Adrift on a Painted Sea

With obvious admiration and poignant longing, British comics maker Tim Bird memorializes his late mother, artist Sue Bird, in Adrift on a Painted Sea, a loving showcase of her life in paintings. Although Sue painted for much of her life, her work was exhibited just once when, as a schoolgirl, her marine still life hung in "the big art gallery in town" after winning a competition: "It looked like it belonged in a museum," he remembers.

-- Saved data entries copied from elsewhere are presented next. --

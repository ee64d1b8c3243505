/// Longest accepted guest name, in bytes.
pub const MAX_GUEST_NAME_LEN: usize = 256;

/// Longest accepted unit identifier, in bytes.
pub const MAX_UNIT_ID_LEN: usize = 128;

/// Longest single stay. Extensions are separate stays and each obeys this.
pub const MAX_NIGHTS: i64 = 365;

/// Upper bound on chain walks, so a corrupted link cycle cannot spin forever.
pub const MAX_CHAIN_LEN: usize = 10_000;

/// Capacity of the WAL writer's command channel.
pub const WAL_CHANNEL_CAPACITY: usize = 4096;

/// Largest WAL payload accepted on replay. A longer length prefix is treated
/// as a corrupt tail.
pub const MAX_WAL_FRAME_LEN: usize = 1 << 20;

Bird reveals glimpses of Sue's artistic life in crisp panels dominated by blue, orange, and gray. In particular, "she loved to paint the sea." He notes, "She created an enormous body of work." Bird built Sue a website to share and sell her paintings, but the technology overwhelmed her, and Bird was too busy to help further. "She was never really interested in selling her work though. She enjoyed creating it and that was enough for her." After her death, her family discovered the winning competition letter and exhibition catalog, and the discrepancies they found set in motion a mystery that would "go unanswered": "There were so many things I wanted to ask her. So many things I wanted to talk with her about."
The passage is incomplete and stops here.